A fast, memory-efficient hybrid search system combining BM25 and vector search

Project description

BM-25 Chroma Hybrid Retriever

A fast, memory-efficient hybrid search system combining BM25 and vector search with Reciprocal Rank Fusion (RRF).

Features

  • BM25: Memory-efficient with integer indices and pre-sorted postings
    • lemmatizes, lowercase, no punctuation (replaced with space), len norm
  • Vector Search: Semantic similarity using ChromaDB and sentence transformers
  • Hybrid Fusion: Industry-standard Reciprocal Rank Fusion (RRF)
  • ChromaDB Drop-in Replacement: Compatible interface with hybrid search capabilities
  • Dual Processing Modes: Sequential or unified batch processing
  • State Persistence: Automatic save/load of BM25 index
  • Document Management: Add, remove, and update documents (chunks) with inverted index consistency

Data Structure Notes

  • Storage: Inverted index format word -> [(frequency, doc_id), ...]
  • BM25 Scoring: Accesses document term frequencies by inverting the lookup (query term → posting list → document frequencies)
  • Avoids: Storing redundant document -> [(freq, word), ...] mappings

Quickstart

from bm25_chroma import HybridRetriever
import hashlib

# Initialize
retriever = HybridRetriever(
    chroma_path="./my_db",
    collection_name="my_docs"
)

# Add documents with deterministic, unique IDs
documents = [
    "Machine learning helps analyze data patterns.",
    "Natural language processing understands human text.",
    "Deep learning uses neural networks for complex tasks."
]

# Content-based surrogate keys via hashlib - avoids order dependency
# Alternatively use natural keys when available
doc_ids = [hashlib.sha256(doc.encode()).hexdigest() for doc in documents]

# Add documents
retriever.add_documents_batch(
    documents,
    doc_ids=doc_ids,  # Optional: auto-generated--using chroma's UUID--if not provided
    mode="unified",   # or "sequential"
    show_progress=True
)

# Search with ChromaDB-compatible interface
results = retriever.query(
    query_texts=["machine learning"],
    n_results=5,
    bm25_ratio=0.5,  # 0.0 = vector only, 1.0 = BM25 only, 0.5 = balanced
    include=['documents', 'metadatas', 'distances']
)

# Process results
for doc, meta, dist in zip(results['documents'][0], results['metadatas'][0], results['distances'][0]):
    print(f"Score: {1-dist:.3f} - {doc[:100]}...")

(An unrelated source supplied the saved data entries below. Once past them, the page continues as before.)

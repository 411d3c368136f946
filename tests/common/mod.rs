//! 测试公共模块
//! 提供测试辅助函数和测试工具

#![allow(dead_code)]

use axum::{
    body::Body,
    http::{header, Request, StatusCode},
    Router,
};
use http_body_util::BodyExt;
use secrecy::Secret;
use staff_access::{
    auth::{PasswordHasher, TokenService},
    catalog::Catalog,
    config::{
        AppConfig, DirectoryConfig, LoggingConfig, SecurityConfig, ServerConfig, StorageConfig,
    },
    directory::{Employee, EmployeeDirectory, StaticDirectory},
    middleware::AppState,
    repository::{CredentialBackend, MemoryBackend},
    routes,
    services::{AccessControlService, CredentialStore},
};
use std::sync::Arc;
use std::time::Duration;
use tower::ServiceExt;

pub const TEST_SECRET: &str = "test-secret-key-for-testing-only-min-32-chars";
pub const BOOTSTRAP_PASSWORD: &str = "admin";

/// 创建测试配置
pub fn create_test_config() -> AppConfig {
    AppConfig {
        server: ServerConfig {
            addr: "127.0.0.1:0".to_string(),
            graceful_shutdown_timeout_secs: 5,
        },
        logging: LoggingConfig {
            level: "debug".to_string(),
            format: "pretty".to_string(),
        },
        security: SecurityConfig {
            environment: "development".to_string(),
            secret_key: Some(Secret::new(TEST_SECRET.to_string())),
            token_ttl_secs: 300,
            bootstrap_admin_password: Secret::new(BOOTSTRAP_PASSWORD.to_string()),
            // 测试用轻量参数
            argon2_memory_kib: 1024,
            argon2_iterations: 1,
            argon2_parallelism: 1,
        },
        storage: StorageConfig {
            backend: "json".to_string(),
            json_path: "unused.json".to_string(),
            database_url: None,
            max_connections: 1,
        },
        directory: DirectoryConfig {
            employees_file: None,
        },
    }
}

/// 测试员工目录：两个 Sales，一个 Warehouse，一个没有部门
pub fn test_directory() -> Arc<StaticDirectory> {
    Arc::new(StaticDirectory::new(vec![
        Employee::new("e1", "Alice", Some("Sales")),
        Employee::new("e2", "Bob", Some("Warehouse")),
        Employee::new("e3", "carol", Some(" Sales ")),
        Employee::new("e4", "Dan", None),
    ]))
}

pub fn test_hasher() -> PasswordHasher {
    PasswordHasher::with_params(1024, 1, 1).expect("valid argon2 params")
}

pub fn test_tokens() -> TokenService {
    TokenService::new(&Secret::new(TEST_SECRET.to_string()), Duration::from_secs(300))
}

/// 在给定后端上构建服务
pub async fn build_service_with(
    backend: Arc<dyn CredentialBackend>,
    catalog: Catalog,
    directory: Arc<dyn EmployeeDirectory>,
) -> Arc<AccessControlService> {
    let catalog = Arc::new(catalog);
    let store = CredentialStore::open(
        backend,
        catalog.clone(),
        directory.clone(),
        test_hasher(),
        &Secret::new(BOOTSTRAP_PASSWORD.to_string()),
    )
    .await
    .expect("Failed to open credential store");

    Arc::new(AccessControlService::new(
        Arc::new(store),
        test_tokens(),
        directory,
        catalog,
    ))
}

/// 内存后端 + 内置目录
pub async fn build_service() -> Arc<AccessControlService> {
    build_service_with(
        Arc::new(MemoryBackend::new()),
        Catalog::builtin(),
        test_directory(),
    )
    .await
}

/// 创建测试应用
pub async fn create_test_app() -> (Router, Arc<AccessControlService>) {
    let access = build_service().await;
    let state = Arc::new(AppState {
        config: create_test_config(),
        access: access.clone(),
    });
    (routes::create_router(state), access)
}

/// 发送请求并解析 JSON 响应
pub async fn send(
    app: &Router,
    method: &str,
    uri: &str,
    token: Option<&str>,
    body: Option<serde_json::Value>,
) -> (StatusCode, serde_json::Value) {
    let mut builder = Request::builder().method(method).uri(uri);
    if let Some(token) = token {
        builder = builder.header(header::AUTHORIZATION, format!("Bearer {token}"));
    }
    let request = match body {
        Some(body) => builder
            .header(header::CONTENT_TYPE, "application/json")
            .body(Body::from(body.to_string()))
            .unwrap(),
        None => builder.body(Body::empty()).unwrap(),
    };

    let response = app.clone().oneshot(request).await.unwrap();
    let status = response.status();
    let bytes = response.into_body().collect().await.unwrap().to_bytes();
    let json = if bytes.is_empty() {
        serde_json::Value::Null
    } else {
        serde_json::from_slice(&bytes).unwrap_or(serde_json::Value::Null)
    };
    (status, json)
}

/// 以 admin 登录并返回令牌
pub async fn login_admin(app: &Router) -> String {
    let (status, body) = send(
        app,
        "POST",
        "/api/v1/auth/login",
        None,
        Some(serde_json::json!({ "login": "admin", "password": BOOTSTRAP_PASSWORD })),
    )
    .await;
    assert_eq!(status, StatusCode::OK, "admin login failed: {body}");
    body["token"].as_str().unwrap().to_string()
}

# Legacy interface also available
legacy_results = retriever.hybrid_search("machine learning", top_k=5, bm25_ratio=0.5)
for doc_id, score, metadata in legacy_results:
    print(f"{doc_id[:16]}...: {score:.3f} - {metadata['text'][:100]}...")

Why use hashlib for document IDs?

  • Deterministic: Same content always produces the same ID
  • Unique: SHA256 hash collisions are extremely rare
  • Content-based: ID reflects the actual document content
  • Database-safe: Perfect for ensuring uniqueness across systems

ChromaDB Interface Compatibility

HybridRetriever provides a drop-in replacement for ChromaDB collections with hybrid BM25+vector search:

# ChromaDB-compatible interface
results = retriever.query(
    query_texts=["machine learning algorithms"],
    n_results=5,
    bm25_ratio=0.5,  # 0.0 = vector only, 1.0 = BM25 only, 0.5 = balanced
    include=['documents', 'metadatas', 'distances']
)

# Returns ChromaDB format
{
    'documents': [['Machine learning helps analyze...', '...']],
    'metadatas': [[{'document_id': 'abc123...'}, {...}]],
    'distances': [[0.234, 0.456, ...]],
    'embeddings': [[...], [...]]  # if requested in include
}

# Single query string (automatically converted to list)
results = retriever.query("deep learning", n_results=3)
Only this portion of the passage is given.